* Dataset entries
//! Messaging channel adapters
//!
//! The relay core only talks to a chat transport through the `Channel` trait:
//! plain text replies, media by reference, and media by upload.

pub mod telegram;

use std::fmt;
use std::path::Path;

use async_trait::async_trait;

pub use telegram::{TelegramChannel, UpdateDedup};

use crate::Result;

/// A message received from a channel
#[derive(Debug, Clone, PartialEq, Eq)]
pub struct IncomingMessage {
    /// Chat the message was posted in
    pub chat_id: i64,

    /// Message identifier within the chat
    pub message_id: i64,

    /// Message text, if any
    pub text: Option<String>,
}

impl IncomingMessage {
    /// Create a text message
    #[must_use]
    pub fn text(chat_id: i64, message_id: i64, text: impl Into<String>) -> Self {
        Self {
            chat_id,
            message_id,
            text: Some(text.into()),
        }
    }
}

/// How the transport filed an uploaded clip
///
/// A reference can only be replayed as the kind it was filed under.
#[derive(Debug, Clone, Copy, PartialEq, Eq)]
pub enum MediaKind {
    /// Regular video
    Video,
    /// Silent looping clip
    Animation,
    /// Generic file
    Document,
}

impl MediaKind {
    /// Stable name, used as the stored value
    #[must_use]
    pub const fn as_str(self) -> &'static str {
        match self {
            Self::Video => "video",
            Self::Animation => "animation",
            Self::Document => "document",
        }
    }

    /// Parse a stored name
    #[must_use]
    pub fn parse(name: &str) -> Option<Self> {
        match name {
            "video" => Some(Self::Video),
            "animation" => Some(Self::Animation),
            "document" => Some(Self::Document),
            _ => None,
        }
    }
}

impl fmt::Display for MediaKind {
    fn fmt(&self, f: &mut fmt::Formatter<'_>) -> fmt::Result {
        f.write_str(self.as_str())
    }
}

/// Replayable reference to media the transport already holds
#[derive(Debug, Clone, PartialEq, Eq)]
pub struct MediaRef {
    /// Kind the media was filed under
    pub kind: MediaKind,
    /// Transport-assigned identifier
    pub file_id: String,
}

impl MediaRef {
    /// Create a reference
    #[must_use]
    pub fn new(kind: MediaKind, file_id: impl Into<String>) -> Self {
        Self {
            kind,
            file_id: file_id.into(),
        }
    }
}

impl fmt::Display for MediaRef {
    fn fmt(&self, f: &mut fmt::Formatter<'_>) -> fmt::Result {
        write!(f, "{} {}", self.kind, self.file_id)
    }
}

/// Trait for messaging channel adapters
#[async_trait]
pub trait Channel: Send + Sync {
    /// Get the channel name
    fn name(&self) -> &'static str;

    /// Connect to the channel
    async fn connect(&mut self) -> Result<()>;

    /// Send a plain text message, optionally as a reply
    async fn send_text(&self, chat_id: i64, reply_to: Option<i64>, text: &str) -> Result<()>;

    /// Resend previously uploaded media, using the method matching its kind
    async fn send_media_by_reference(
        &self,
        chat_id: i64,
        reply_to: Option<i64>,
        media: &MediaRef,
    ) -> Result<()>;

    /// Upload a local video file as new media
    ///
    /// Returns the reference assigned by the transport, which can be
    /// replayed with [`Channel::send_media_by_reference`].
    async fn upload_video(
        &self,
        chat_id: i64,
        reply_to: Option<i64>,
        path: &Path,
    ) -> Result<MediaRef>;
}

* Exercise
Wherever the string "impl" appears in a line above, copy that line.

* Result of the task
impl IncomingMessage {
    pub fn text(chat_id: i64, message_id: i64, text: impl Into<String>) -> Self {
impl MediaKind {
impl fmt::Display for MediaKind {
impl MediaRef {
    pub fn new(kind: MediaKind, file_id: impl Into<String>) -> Self {
impl fmt::Display for MediaRef {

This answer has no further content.